The good news is this usually includes restaurants, grocers, certain department stores and other retailers. This can be absolutely brilliant for you if those are the merchants with whom you already do business.
You’ll be paid to do something you’re currently doing for free.
Some issuers will even remunerate you with a cash bonus if you rack up a certain amount of charges within a certain time period.
Bottom line, if you are in the habit of paying off your credit card balance each month before interest is applied to the cost of your purchases you can make out pretty well.
Of course, that last sentence is key to the functioning of the entire deal. If you’re someone who carries a balance from month to month, you’ll pay more in interest than you’ll earn from your spending. What’s more, the APR on these cards, when allowed to apply, is typically higher than for standard no-rewards cards. In other words, if you don’t pay it off in full every month, you’ll lose.

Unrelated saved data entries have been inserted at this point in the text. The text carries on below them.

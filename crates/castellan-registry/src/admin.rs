//! Administrative mutations against the source of record.
//!
//! Each operation writes to the source of record and then calls the
//! [`ChangePropagator`] for exactly the (subject, service) pairs it touched.

use std::sync::Arc;

use castellan_types::{AttributeValue, RoleId, ServiceName, SubjectId};
use chrono::{DateTime, Utc};
use serde::{Deserialize, Serialize};
use tracing::info;

use crate::error::{AdminError, FieldError, ManifestError};
use crate::manifest::{self, Manifest, RegistrationReport};
use crate::model::{AttributeValueRow, NewAssignment, Role, RoleAssignment, Service};
use crate::propagation::{ChangePropagator, Propagation};
use crate::source::SourceOfRecord;

/// Grant a role to a subject.
#[derive(Debug, Clone, PartialEq, Eq, Deserialize)]
#[serde(rename_all = "camelCase")]
pub struct GrantRequest {
    pub subject_id: SubjectId,
    pub service_name: String,
    pub role_name: String,
    #[serde(default)]
    pub resource_id: Option<String>,
    #[serde(default)]
    pub expires_at: Option<DateTime<Utc>>,
    #[serde(default)]
    pub reason: Option<String>,
}

/// Revoke every active grant of a role from a subject.
#[derive(Debug, Clone, PartialEq, Eq, Deserialize)]
#[serde(rename_all = "camelCase")]
pub struct RevokeRequest {
    pub subject_id: SubjectId,
    pub role_id: RoleId,
    #[serde(default)]
    pub reason: Option<String>,
}

/// Set one attribute value. Without `service_name` the global definition is used.
#[derive(Debug, Clone, PartialEq, Deserialize)]
#[serde(rename_all = "camelCase")]
pub struct SetAttributeRequest {
    pub subject_id: SubjectId,
    #[serde(default)]
    pub service_name: Option<String>,
    pub name: String,
    pub value: serde_json::Value,
}

#[derive(Debug, Clone, PartialEq, Eq, Serialize)]
#[serde(rename_all = "camelCase")]
pub struct GrantOutcome {
    pub assignment: RoleAssignment,
    pub propagation: Propagation,
}

#[derive(Debug, Clone, PartialEq, Eq, Serialize)]
#[serde(rename_all = "camelCase")]
pub struct RevokeOutcome {
    pub revoked: Vec<RoleAssignment>,
    pub propagation: Propagation,
}

#[derive(Debug, Clone, PartialEq, Serialize)]
#[serde(rename_all = "camelCase")]
pub struct SetAttributeOutcome {
    pub value: serde_json::Value,
    pub propagation: Propagation,
}

#[derive(Debug, Clone, PartialEq, Eq, Serialize)]
#[serde(rename_all = "camelCase")]
pub struct ActivationOutcome {
    pub service: Service,
    pub changed: bool,
    pub propagation: Propagation,
}

/// An assignment joined with its role, as listed for a subject.
#[derive(Debug, Clone, PartialEq, Eq, Serialize)]
#[serde(rename_all = "camelCase")]
pub struct AssignmentView {
    #[serde(flatten)]
    pub assignment: RoleAssignment,
    pub service_name: ServiceName,
    pub role_name: String,
    pub active: bool,
}

/// Administrative entry point used by the HTTP layer.
#[derive(Clone)]
pub struct Admin {
    source: Arc<dyn SourceOfRecord>,
    propagator: ChangePropagator,
}

impl std::fmt::Debug for Admin {
    fn fmt(&self, f: &mut std::fmt::Formatter<'_>) -> std::fmt::Result {
        f.debug_struct("Admin")
            .field("backend", &self.source.backend_name())
            .field("propagator", &self.propagator)
            .finish()
    }
}

impl Admin {
    pub fn new(source: Arc<dyn SourceOfRecord>, propagator: ChangePropagator) -> Self {
        Self { source, propagator }
    }

    pub fn source(&self) -> &Arc<dyn SourceOfRecord> {
        &self.source
    }

    pub fn propagator(&self) -> &ChangePropagator {
        &self.propagator
    }

    /// Registers a service manifest.
    pub async fn register_manifest(
        &self,
        manifest: &Manifest,
        now: DateTime<Utc>,
    ) -> Result<RegistrationReport, ManifestError> {
        manifest::register(self.source.as_ref(), manifest, now).await
    }

    /// Grants a role. A past `expires_at` is accepted and yields an
    /// assignment that is never active.
    pub async fn grant(
        &self,
        request: GrantRequest,
        granted_by: Option<SubjectId>,
        now: DateTime<Utc>,
    ) -> Result<GrantOutcome, AdminError> {
        let service = parse_service("serviceName", &request.service_name)?;
        self.require_service(&service).await?;

        let role = self
            .source
            .find_role(&service, &request.role_name)
            .await?
            .ok_or_else(|| {
                AdminError::field(
                    "roleName",
                    format!("role '{}' is not declared by '{service}'", request.role_name),
                )
            })?;

        match (role.is_global, &request.resource_id) {
            (true, Some(_)) => {
                return Err(AdminError::field(
                    "resourceId",
                    "global roles cannot be scoped to a resource",
                ));
            }
            (false, None) => {
                return Err(AdminError::field(
                    "resourceId",
                    "resource-scoped roles require a resource id",
                ));
            }
            _ => {}
        }

        let assignment = self
            .source
            .insert_assignment(NewAssignment {
                subject_id: request.subject_id,
                role_id: role.id,
                resource_id: request.resource_id,
                granted_by,
                granted_at: now,
                expires_at: request.expires_at,
                reason: request.reason,
            })
            .await?;

        info!(
            subject_id = %assignment.subject_id,
            service = %service,
            role = %role.name,
            expires_at = ?assignment.expires_at,
            "role granted"
        );

        let propagation = self
            .propagator
            .subject_changed(assignment.subject_id, Some(&service))
            .await;
        Ok(GrantOutcome {
            assignment,
            propagation,
        })
    }

    /// Revokes all active grants of a role. Revoking nothing is not an error.
    pub async fn revoke(
        &self,
        request: RevokeRequest,
        now: DateTime<Utc>,
    ) -> Result<RevokeOutcome, AdminError> {
        let role = self
            .source
            .get_role(request.role_id)
            .await?
            .ok_or_else(|| AdminError::NotFound(format!("role {}", request.role_id)))?;

        let revoked = self
            .source
            .revoke_assignments(request.subject_id, role.id, now, request.reason)
            .await?;

        info!(
            subject_id = %request.subject_id,
            service = %role.service,
            role = %role.name,
            revoked = revoked.len(),
            "role revoked"
        );

        // Invalidate even when nothing was revoked: an expired grant may still
        // sit in a cached set.
        let propagation = self
            .propagator
            .subject_changed(request.subject_id, Some(&role.service))
            .await;
        Ok(RevokeOutcome {
            revoked,
            propagation,
        })
    }

    /// Writes an attribute value after validating it against its definition.
    pub async fn set_attribute(
        &self,
        request: SetAttributeRequest,
        now: DateTime<Utc>,
    ) -> Result<SetAttributeOutcome, AdminError> {
        let service = match &request.service_name {
            Some(name) => {
                let service = parse_service("serviceName", name)?;
                self.require_service(&service).await?;
                Some(service)
            }
            None => None,
        };

        let definition = self
            .source
            .find_attribute_definition(service.as_ref(), &request.name)
            .await?
            .ok_or_else(|| {
                AdminError::field(
                    "name",
                    format!("attribute '{}' is not declared in this scope", request.name),
                )
            })?;

        let value = AttributeValue::from_json(definition.attr_type, &request.value)
            .map_err(|e| AdminError::field("value", e.to_string()))?;

        self.source
            .put_attribute_value(AttributeValueRow {
                subject_id: request.subject_id,
                service: service.clone(),
                name: request.name.clone(),
                value: value.clone(),
                updated_at: now,
            })
            .await?;

        info!(
            subject_id = %request.subject_id,
            service = ?service.as_ref().map(ServiceName::as_str),
            attribute = %request.name,
            "attribute value set"
        );

        let propagation = self
            .propagator
            .subject_changed(request.subject_id, service.as_ref())
            .await;
        Ok(SetAttributeOutcome {
            value: value.to_json(),
            propagation,
        })
    }

    /// Soft-toggles a service. Every subject holding one of its roles is
    /// invalidated in one batch.
    pub async fn set_service_active(
        &self,
        name: &str,
        active: bool,
    ) -> Result<ActivationOutcome, AdminError> {
        let service_name = parse_service("name", name)?;
        let changed = self
            .source
            .set_service_active(&service_name, active)
            .await?;
        let service = self.require_service_row(&service_name).await?;

        let propagation = if changed {
            info!(service = %service_name, active, "service activation changed");
            self.propagator.service_changed(&service_name).await
        } else {
            Propagation::default()
        };

        Ok(ActivationOutcome {
            service,
            changed,
            propagation,
        })
    }

    pub async fn list_roles(&self, service: &str) -> Result<Vec<Role>, AdminError> {
        let service = parse_service("name", service)?;
        self.require_service_row(&service).await?;
        let mut roles = self.source.roles_for_service(&service).await?;
        roles.sort_by(|a, b| a.name.cmp(&b.name));
        Ok(roles)
    }

    /// Lists a subject's assignments, newest first, with their current state.
    pub async fn list_assignments(
        &self,
        subject_id: SubjectId,
        now: DateTime<Utc>,
    ) -> Result<Vec<AssignmentView>, AdminError> {
        let mut views = Vec::new();
        for assignment in self.source.assignments_for_subject(subject_id).await? {
            let Some(role) = self.source.get_role(assignment.role_id).await? else {
                continue;
            };
            let service_active = self
                .source
                .get_service(&role.service)
                .await?
                .is_some_and(|s| s.active);
            views.push(AssignmentView {
                active: service_active && assignment.is_active(now),
                assignment,
                service_name: role.service,
                role_name: role.name,
            });
        }
        views.sort_by(|a, b| b.assignment.granted_at.cmp(&a.assignment.granted_at));
        Ok(views)
    }

    async fn require_service(&self, service: &ServiceName) -> Result<(), AdminError> {
        let row = self.require_service_row(service).await?;
        if row.active {
            Ok(())
        } else {
            Err(AdminError::field(
                "serviceName",
                format!("service '{service}' is deactivated"),
            ))
        }
    }

    async fn require_service_row(&self, service: &ServiceName) -> Result<Service, AdminError> {
        self.source
            .get_service(service)
            .await?
            .ok_or_else(|| AdminError::NotFound(format!("service '{service}'")))
    }
}

fn parse_service(field: &str, name: &str) -> Result<ServiceName, AdminError> {
    ServiceName::new(name)
        .map_err(|e| AdminError::Validation(vec![FieldError::new(field, e.to_string())]))
}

Another trap into which a lot of people fall is balance transfers. If you’re in a financial pinch, but your credit score is still strong enough to qualify you for one of these cards, you might be tempted to take a balance transfer deal. However, this can be a bad option. You’ll encounter transfer fees, plus the interest rate will likely be higher and there will likely be penalties attached if you don’t pay off the debt within a certain time period.
All of this, by the way, is on top of the annual fee you’re expected to pay to keep the card — even if you make no purchases. If you’re looking at one of these offers as a way to deal with debt, you might be better off with credit counseling, debt management or debt settlement from a firm like Freedom Debt Relief.
By the way, if you start doing too well with these rewards, issuers will place a cap on your annual earnings. What’s more, for a lot of those bonus earnings to apply, you’ll have to register your card online to qualify to get them
Most importantly though, you must be debt-free going in to really see a benefit here — or at least in a position to pay off your debt in full before signing up. Otherwise, you’ll be better off seeking a low-interest credit card. Cash-back card interest charges will always exceed the rebates you earn.